To the best of our knowledge, this was the first study undertaken to evaluate self-medication practices with antibiotics among nursing students. The study showed that antibiotic self-medication is a very frequent practice among nursing students of Institute of Nursing, Dow University of Health Sciences with a prevalence rate of about 53%. It is in range with the prevalence estimate (36-74%) reported by other studies on nursing and medical students.7,9 Our study results were significantly higher compared to general population reported by Kim et al. and Deshpande et al.; 16.6% and 31%, respectively.10,11 Surprisingly, prevalence reported by our study was very similar with the study conducted by Gholap et al. (53.57%) on antibiotic self-medication practices among staff nurses.12 Pankaj et al have also attested the alarming increase in antibiotic self-medication among health care professionals (36.47), out of which 70% comprised of practicing nurses.13 Increased prevalence among health care providers might be due to their professional course.

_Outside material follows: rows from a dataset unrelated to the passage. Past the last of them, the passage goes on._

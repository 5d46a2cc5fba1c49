//! Hook types for the dispatch system.
//!
//! Observers and veto guards are registered on runners by identity.
//! Closures have no identity of their own in Rust, so both are wrapped in
//! cheap cloneable handles carrying a [`HookId`]. Registration is
//! idempotent per id and removal deregisters by id.

use std::fmt::Debug;
use std::sync::atomic::{AtomicU64, Ordering};
use std::sync::Arc;

/// Unique identifier for a hook or guard.
///
/// Uses an atomic counter to ensure uniqueness across threads.
#[derive(Debug, Clone, Copy, PartialEq, Eq, Hash)]
pub struct HookId(u64);

impl HookId {
    /// Generate a new unique hook ID.
    pub fn new() -> Self {
        static COUNTER: AtomicU64 = AtomicU64::new(0);
        Self(COUNTER.fetch_add(1, Ordering::Relaxed))
    }
}

impl Default for HookId {
    fn default() -> Self {
        Self::new()
    }
}

/// An observer hook invoked with each dispatched result.
///
/// Cloning a hook clones the handle, not the callback; all clones share
/// one identity, which is what makes `add` idempotent and `remove` exact.
pub struct Hook<T> {
    id: HookId,
    callback: Arc<dyn Fn(&T) + Send + Sync>,
}

impl<T> Hook<T> {
    /// Create a new hook from a callback.
    pub fn new<F>(callback: F) -> Self
    where
        F: Fn(&T) + Send + Sync + 'static,
    {
        Self {
            id: HookId::new(),
            callback: Arc::new(callback),
        }
    }

    /// Get the hook's unique ID.
    pub fn id(&self) -> HookId {
        self.id
    }

    /// Invoke the hook with a dispatched value.
    pub fn invoke(&self, value: &T) {
        (self.callback)(value);
    }
}

impl<T> Clone for Hook<T> {
    fn clone(&self) -> Self {
        Self {
            id: self.id,
            callback: Arc::clone(&self.callback),
        }
    }
}

impl<T> Debug for Hook<T> {
    fn fmt(&self, f: &mut std::fmt::Formatter<'_>) -> std::fmt::Result {
        f.debug_struct("Hook").field("id", &self.id).finish()
    }
}

/// A veto predicate evaluated before a runner's operation.
///
/// Guards run in registration order against the call arguments; the first
/// one returning `true` blocks the call entirely.
pub struct Guard<A> {
    id: HookId,
    predicate: Arc<dyn Fn(&A) -> bool + Send + Sync>,
}

impl<A> Guard<A> {
    /// Create a new guard from a predicate. Returning `true` vetoes.
    pub fn new<F>(predicate: F) -> Self
    where
        F: Fn(&A) -> bool + Send + Sync + 'static,
    {
        Self {
            id: HookId::new(),
            predicate: Arc::new(predicate),
        }
    }

    /// Get the guard's unique ID.
    pub fn id(&self) -> HookId {
        self.id
    }

    /// Evaluate the guard against call arguments.
    pub fn check(&self, args: &A) -> bool {
        (self.predicate)(args)
    }
}

impl<A> Clone for Guard<A> {
    fn clone(&self) -> Self {
        Self {
            id: self.id,
            predicate: Arc::clone(&self.predicate),
        }
    }
}

impl<A> Debug for Guard<A> {
    fn fmt(&self, f: &mut std::fmt::Formatter<'_>) -> std::fmt::Result {
        f.debug_struct("Guard").field("id", &self.id).finish()
    }
}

High level of education and professional status were reported earlier as predictive factors for self-medication.9
In contrast to other studies, the practice of self-medication was more prevalent among males in our study.5 In the present study the most common symptoms leading to antibiotic self-medication were fever, sore throat and runny nose. Similar findings were reported in a study in urban areas of Peshawar.14 Antibiotics belonging to beta-lactam group were commonly used for self-medication. Our results are similar to those reported earlier.12,13 Irrational antibiotics use may lead to antimicrobial drug resistance and super infection which is a growing global concern.7
As reported by previous studies, the most common reason for self-medication was lack of time and economic resources.15 Although cost and time saving were important factor in our study, knowledge constituted the predominant reason for self-medication among nursing students. Similar findings have also been observed in a study conducted on staff nurses in Karad, India.12
Serious and appropriate measures are need of an hour to such a high prevalence of antibiotic self-medication since these nursing students are future staff nurses and clinical practice will further escalate their antibiotic self-medication practices if not acted accordingly. Our study had few limitations. One of the major limitations of the study was pilot nature of the study which could hinder the genralisability of the results. Further, students were requested to recall their practices of antibiotic self-medication, this could result in reporting bias.
Overall, this study has shown that the practice of self-medication with antibiotic is prevalent among nursing students of Institute of Nursing, Dow University of Health Sciences, Karachi, Pakistan. Self-knowledge about the drug and convenience were the key reasons to self-medicate with antibiotics. Fever and sore throat were the common symptoms predisposing to self-medication and beta-lactams were the most common antibiotic used for self-medication. Education about responsible and informed self-medication practices should be promoted.
Conflict of Interest: No conflict of interest or financial conflict to disclose for all authors.